At its elementary level, hydration is simple.
If you feel thirsty then drink.
However there is a tsunami of misinformation and we are going to tackle some of those half-truths.
Hydration is one of the key ingredients to performance. Simply it transports nutrients to your cells and takes waste away from them.
MYTH: Dehydration won’t impact your workout that much.
Truth: False! Whether you start the any activity dehydrated or become dehydrated during that activity, if you cross the dehydration “threshold” (a 2% decrease in body weight), your exercise intensity drops off. Once you reach this dehydration threshold, you will sweat less, which will lead to a higher body temperature, and your heart rate will be higher for the same exercise intensity. Which basically means you will slow down and it impacts on what you are doing that’s is at the gym or hiking a mountain.
Myth: If you’re thirsty, you’re already dehydrated
Truth: Actually, your thirst sensations are a pretty sensitive gauge of your fluid levels. “Dehydration is the body’s natural loss of water through sweat, tears, and breathing. The kidneys control the water balance in the body, and when they sense the need for more water replacement, it sends a message to our brains to drink more water by making us feel thirsty,” explains kidney specialist Dara Huang, MD, founder of New York Culinary Medicine.
Myth: You need a minimum of eight glasses of water a day.
Truth: You do need to keep hydrated, but how much is an individual thing. Everybody, especially athletes and those at hotter temperatures have different needs. There are lots of variables; size, weight, altitude, temperature.
Myth: You need to wee clear to be hydrated.
Truth: As long as what coming out is a pale yellow, you’re hydrated. If it’s completely clear, it just means you are in overflow and what’s going in is coming straight out. However if your pee is darker in colour and/or particularly smelly, you are possibly dehydrated, but it could be a range of factors.
Myth: Coffee dehydrates you.
Truth: While caffeine provides a performance-boosting edge, however it’s also seen as a diuretic, but recent research shows that caffeine doses between 250 and 300 milligrams, about two cups of coffee, will minimally increase urine output for about three hours after consuming it. However the research also shows that exercise seems to negate those effects.
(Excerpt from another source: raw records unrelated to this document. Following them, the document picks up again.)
pub mod types;

pub use types::EditorPeriodMetric;

use std::collections::HashMap;

use crate::config::ScoreWeights;
use crate::normalize::{ms_to_hours, CanonicalTask, TaskStatus};
use crate::period::{Period, PeriodType};

/// Aggregate canonical tasks into per-editor, per-bucket rollups for every
/// period type.
pub fn aggregate_all(tasks: &[CanonicalTask], weights: &ScoreWeights) -> Vec<EditorPeriodMetric> {
    let mut out = Vec::new();
    for period_type in [PeriodType::Week, PeriodType::Month, PeriodType::Quarter] {
        out.extend(aggregate(tasks, period_type, weights));
    }
    out
}

/// Group tasks by (editor, bucket) and compute rollups.
///
/// A task lands in the bucket containing its close date when present,
/// otherwise its creation date. Tasks without an editor or without any date
/// are skipped. For each editor, every bucket between the first and last
/// observed one is materialized, so trend lines have no holes; buckets with
/// zero completed tasks carry zero rates rather than being absent.
pub fn aggregate(
    tasks: &[CanonicalTask],
    period_type: PeriodType,
    weights: &ScoreWeights,
) -> Vec<EditorPeriodMetric> {
    let mut groups: HashMap<(i64, Period), Vec<&CanonicalTask>> = HashMap::new();
    let mut editor_names: HashMap<i64, String> = HashMap::new();

    for task in tasks {
        let Some(editor_id) = task.editor_id else {
            continue;
        };
        let Some(date) = task.bucket_date() else {
            continue;
        };
        let period = Period::from_date(period_type, date);
        groups.entry((editor_id, period)).or_default().push(task);
        if let Some(name) = &task.editor_name {
            editor_names.entry(editor_id).or_insert_with(|| name.clone());
        }
    }

    // Per-editor bucket span, for gap materialization
    let mut editor_periods: HashMap<i64, Vec<Period>> = HashMap::new();
    for (editor_id, period) in groups.keys() {
        editor_periods.entry(*editor_id).or_default().push(*period);
    }

    let empty: Vec<&CanonicalTask> = Vec::new();
    let mut metrics = Vec::new();
    for (editor_id, mut periods) in editor_periods {
        periods.sort_by_key(|p| p.date_range().0);
        let first = periods[0];
        let last = periods[periods.len() - 1];

        let editor_name = editor_names
            .get(&editor_id)
            .cloned()
            .unwrap_or_else(|| editor_id.to_string());

        let mut period = first;
        loop {
            let bucket_tasks = groups.get(&(editor_id, period)).unwrap_or(&empty);
            metrics.push(compute_metric(
                editor_id,
                &editor_name,
                period,
                bucket_tasks,
                weights,
            ));
            if period == last {
                break;
            }
            period = period.next();
        }
    }

    metrics.sort_by(|a, b| {
        a.editor_id
            .cmp(&b.editor_id)
            .then(a.period_start.cmp(&b.period_start))
    });
    metrics
}

fn compute_metric(
    editor_id: i64,
    editor_name: &str,
    period: Period,
    tasks: &[&CanonicalTask],
    weights: &ScoreWeights,
) -> EditorPeriodMetric {
    let (period_start, period_end) = period.date_range();

    let completed: Vec<&CanonicalTask> = tasks
        .iter()
        .copied()
        .filter(|t| t.status == TaskStatus::Completed)
        .collect();
    let total_videos = completed.len() as u64;

    // Alteration metrics only consider tasks that actually carry phase data;
    // tasks without it are excluded from the denominator, not treated as
    // zero-alteration.
    let with_phase: Vec<crate::phase::PhaseTime> = completed
        .iter()
        .filter_map(|t| t.phase_time)
        .collect();
    let videos_with_alteration = with_phase
        .iter()
        .filter(|p| p.alteration_ms > 0)
        .count() as u64;
    let alteration_rate = if with_phase.is_empty() {
        0.0
    } else {
        (videos_with_alteration as f64 / with_phase.len() as f64 * 100.0).round()
    };

    let total_editing_hours: f64 = with_phase.iter().map(|p| ms_to_hours(p.editing_ms)).sum();
    let positive_editing: Vec<f64> = with_phase
        .iter()
        .filter(|p| p.editing_ms > 0)
        .map(|p| ms_to_hours(p.editing_ms))
        .collect();
    let avg_editing_hours = if positive_editing.is_empty() {
        0.0
    } else {
        positive_editing.iter().sum::<f64>() / positive_editing.len() as f64
    };

    let editing_ms_sum: u64 = with_phase.iter().map(|p| p.editing_ms).sum();
    let revision_ms_sum: u64 = with_phase.iter().map(|p| p.revision_ms).sum();
    let revision_share_pct = if editing_ms_sum + revision_ms_sum == 0 {
        0.0
    } else {
        revision_ms_sum as f64 / (editing_ms_sum + revision_ms_sum) as f64 * 100.0
    };

    let (productivity_score, quality_score) = compute_scores(
        total_videos,
        avg_editing_hours,
        alteration_rate,
        revision_share_pct,
        weights,
    );

    EditorPeriodMetric {
        editor_id,
        editor_name: editor_name.to_string(),
        period_type: period.period_type(),
        period_key: period.to_key(),
        period_start,
        period_end,
        total_videos,
        videos_with_alteration,
        alteration_rate,
        total_editing_hours: round2(total_editing_hours),
        avg_editing_hours: round2(avg_editing_hours),
        productivity_score,
        quality_score,
    }
}

/// Weighted composites. Both scores are 0 for a bucket with no completed
/// videos; the speed component is 0 when there is no editing-time signal.
fn compute_scores(
    total_videos: u64,
    avg_editing_hours: f64,
    alteration_rate: f64,
    revision_share_pct: f64,
    weights: &ScoreWeights,
) -> (f64, f64) {
    if total_videos == 0 {
        return (0.0, 0.0);
    }

    let volume_factor = (total_videos as f64 / weights.volume_target).min(1.0);
    let speed_factor = if avg_editing_hours > 0.0 {
        (weights.speed_target_hours / avg_editing_hours).min(1.0)
    } else {
        0.0
    };
    let productivity =
        100.0 * (weights.volume_weight * volume_factor + weights.speed_weight * speed_factor);

    let quality = weights.alteration_weight * (100.0 - alteration_rate)
        + weights.revision_weight * (100.0 - revision_share_pct);

    (round2(productivity), round2(quality))
}

fn round2(x: f64) -> f64 {
    (x * 100.0).round() / 100.0
}

#[cfg(test)]
mod tests {
    use super::*;
    use crate::normalize::TaskStatus;
    use crate::phase::PhaseTime;

    fn task(
        id: &str,
        editor: i64,
        status: TaskStatus,
        closed_ms: Option<i64>,
        phase: Option<PhaseTime>,
    ) -> CanonicalTask {
        CanonicalTask {
            id: id.to_string(),
            title: id.to_string(),
            editor_id: Some(editor),
            editor_name: Some("Ana".to_string()),
            status,
            video_type: None,
            // 2025-08-04T00:00:00Z (a Monday)
            date_created_ms: Some(1754265600000),
            date_closed_ms: closed_ms,
            phase_time: phase,
            time_tracked_hours: 0.0,
        }
    }

    fn phase(editing_ms: u64, alteration_ms: u64) -> PhaseTime {
        PhaseTime {
            editing_ms,
            alteration_ms,
            total_ms: editing_ms + alteration_ms,
            ..Default::default()
        }
    }

    // Wednesday 2025-08-06T12:00:00Z
    const WEDNESDAY_MS: i64 = 1754481600000;

    #[test]
    fn test_week_scenario_alteration_rate() {
        let tasks = vec![
            task(
                "t1",
                42,
                TaskStatus::Completed,
                Some(WEDNESDAY_MS),
                Some(phase(3_600_000, 0)),
            ),
            task(
                "t2",
                42,
                TaskStatus::Completed,
                Some(WEDNESDAY_MS),
                Some(phase(7_200_000, 120_000)),
            ),
            task("t3", 42, TaskStatus::InProgress, None, None),
        ];

        let metrics = aggregate(&tasks, PeriodType::Week, &ScoreWeights::default());
        assert_eq!(metrics.len(), 1);
        let m = &metrics[0];
        assert_eq!(m.period_key, "2025-W32");
        assert_eq!(m.total_videos, 2);
        assert_eq!(m.videos_with_alteration, 1);
        assert_eq!(m.alteration_rate, 50.0);
        // avg over positive editing times: (1h + 2h) / 2
        assert!((m.avg_editing_hours - 1.5).abs() < 1e-9);
        assert!((m.total_editing_hours - 3.0).abs() < 1e-9);
    }

    #[test]
    fn test_tasks_without_phase_excluded_from_denominator() {
        let tasks = vec![
            task(
                "t1",
                42,
                TaskStatus::Completed,
                Some(WEDNESDAY_MS),
                Some(phase(3_600_000, 120_000)),
            ),
            // Completed but no phase data: counts in total_videos, not in the rate
            task("t2", 42, TaskStatus::Completed, Some(WEDNESDAY_MS), None),
        ];

        let metrics = aggregate(&tasks, PeriodType::Week, &ScoreWeights::default());
        let m = &metrics[0];
        assert_eq!(m.total_videos, 2);
        assert_eq!(m.videos_with_alteration, 1);
        assert_eq!(m.alteration_rate, 100.0);
    }

    #[test]
    fn test_bucket_with_no_completed_tasks_is_materialized() {
        let tasks = vec![task("t1", 42, TaskStatus::InProgress, None, None)];
        let metrics = aggregate(&tasks, PeriodType::Week, &ScoreWeights::default());
        assert_eq!(metrics.len(), 1);
        let m = &metrics[0];
        assert_eq!(m.total_videos, 0);
        assert_eq!(m.alteration_rate, 0.0);
        assert_eq!(m.productivity_score, 0.0);
        assert_eq!(m.quality_score, 0.0);
    }

    #[test]
    fn test_gap_weeks_filled_with_zero_rows() {
        // One task in W32, one in W34; W33 must exist with zeros
        let w32 = WEDNESDAY_MS;
        let w34 = WEDNESDAY_MS + 14 * 86_400_000;
        let tasks = vec![
            task("t1", 42, TaskStatus::Completed, Some(w32), Some(phase(1, 0))),
            task("t2", 42, TaskStatus::Completed, Some(w34), Some(phase(1, 0))),
        ];

        let metrics = aggregate(&tasks, PeriodType::Week, &ScoreWeights::default());
        let keys: Vec<&str> = metrics.iter().map(|m| m.period_key.as_str()).collect();
        assert_eq!(keys, vec!["2025-W32", "2025-W33", "2025-W34"]);
        assert_eq!(metrics[1].total_videos, 0);
    }

    #[test]
    fn test_monday_midnight_close_lands_in_that_week() {
        // 2025-08-04T00:00:00.000Z is Monday 00:00 exactly — W32, not W31
        let tasks = vec![task(
            "t1",
            42,
            TaskStatus::Completed,
            Some(1754265600000),
            Some(phase(1, 0)),
        )];
        let metrics = aggregate(&tasks, PeriodType::Week, &ScoreWeights::default());
        assert_eq!(metrics[0].period_key, "2025-W32");
    }

    #[test]
    fn test_editorless_tasks_skipped() {
        let mut t = task("t1", 42, TaskStatus::Completed, Some(WEDNESDAY_MS), None);
        t.editor_id = None;
        t.editor_name = None;
        let metrics = aggregate(&[t], PeriodType::Week, &ScoreWeights::default());
        assert!(metrics.is_empty());
    }

    #[test]
    fn test_alteration_rate_bounds() {
        for alt_count in 0..=4u64 {
            let tasks: Vec<CanonicalTask> = (0..4)
                .map(|i| {
                    let alt = if (i as u64) < alt_count { 60_000 } else { 0 };
                    task(
                        &format!("t{i}"),
                        42,
                        TaskStatus::Completed,
                        Some(WEDNESDAY_MS),
                        Some(phase(60_000, alt)),
                    )
                })
                .collect();
            let metrics = aggregate(&tasks, PeriodType::Week, &ScoreWeights::default());
            let rate = metrics[0].alteration_rate;
            assert!((0.0..=100.0).contains(&rate));
            assert_eq!(rate, (alt_count as f64 / 4.0 * 100.0).round());
        }
    }

    #[test]
    fn test_score_formulas() {
        let weights = ScoreWeights::default();

        // 5 videos at the 8h target speed: volume 0.5, speed 1.0
        let (prod, qual) = compute_scores(5, 8.0, 0.0, 0.0, &weights);
        assert!((prod - (100.0 * (0.6 * 0.5 + 0.4 * 1.0))).abs() < 1e-9);
        assert!((qual - 100.0).abs() < 1e-9);

        // Alteration rate 50, revision share 25
        let (_, qual) = compute_scores(5, 8.0, 50.0, 25.0, &weights);
        assert!((qual - (0.7 * 50.0 + 0.3 * 75.0)).abs() < 1e-9);

        // No editing signal: speed component is zero
        let (prod, _) = compute_scores(10, 0.0, 0.0, 0.0, &weights);
        assert!((prod - 60.0).abs() < 1e-9);

        // Empty bucket
        assert_eq!(compute_scores(0, 0.0, 0.0, 0.0, &weights), (0.0, 0.0));
    }

    #[test]
    fn test_aggregate_all_covers_three_period_types() {
        let tasks = vec![task(
            "t1",
            42,
            TaskStatus::Completed,
            Some(WEDNESDAY_MS),
            Some(phase(1, 0)),
        )];
        let metrics = aggregate_all(&tasks, &ScoreWeights::default());
        let keys: Vec<String> = metrics.iter().map(|m| m.period_key.clone()).collect();
        assert!(keys.contains(&"2025-W32".to_string()));
        assert!(keys.contains(&"2025-08".to_string()));
        assert!(keys.contains(&"2025-Q3".to_string()));
    }
}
During activity, blood flow shifts toward your muscles and away from your kidneys, so urine output isn’t affected, Plus you always have a latte in the morning or a red bull at lunch, your body is acclimated to the caffeine, so its effect, on both your physiology and performance, is negligible.
Myth: Water only is best for hydration.
Truth: Although water is a great way to hydrate, it may not be the best choice in all situations. For an easy an easy activity on a coolish day, sipping water is fine. But if you’re running 10 miles in the sun are going to need more water enhanced with electrolytes, are good options
Myth: Drinking water flushes toxins from your body.
Truth. If you are not properly hydrated, your kidneys don’t have the right amount of fluid to remove metabolic wastes as efficiently. In other words, lack of water causes the body to hold in toxins rather than expelling them as required for proper health.
Myth: You can’t drink too much.
Truth: You absolutely can drink too much and it can be deadly.” Too much water can cause symptomatic hyponatremia, a condition where the sodium levels in the blood become dangerously low.
Myth: Dehydration can impair cognitive function.
Fact. Studies have shown that when individuals are dehydrated by approximately 3%, performance was impaired on tasks involving visual perception, short-term memory and psychomotor ability.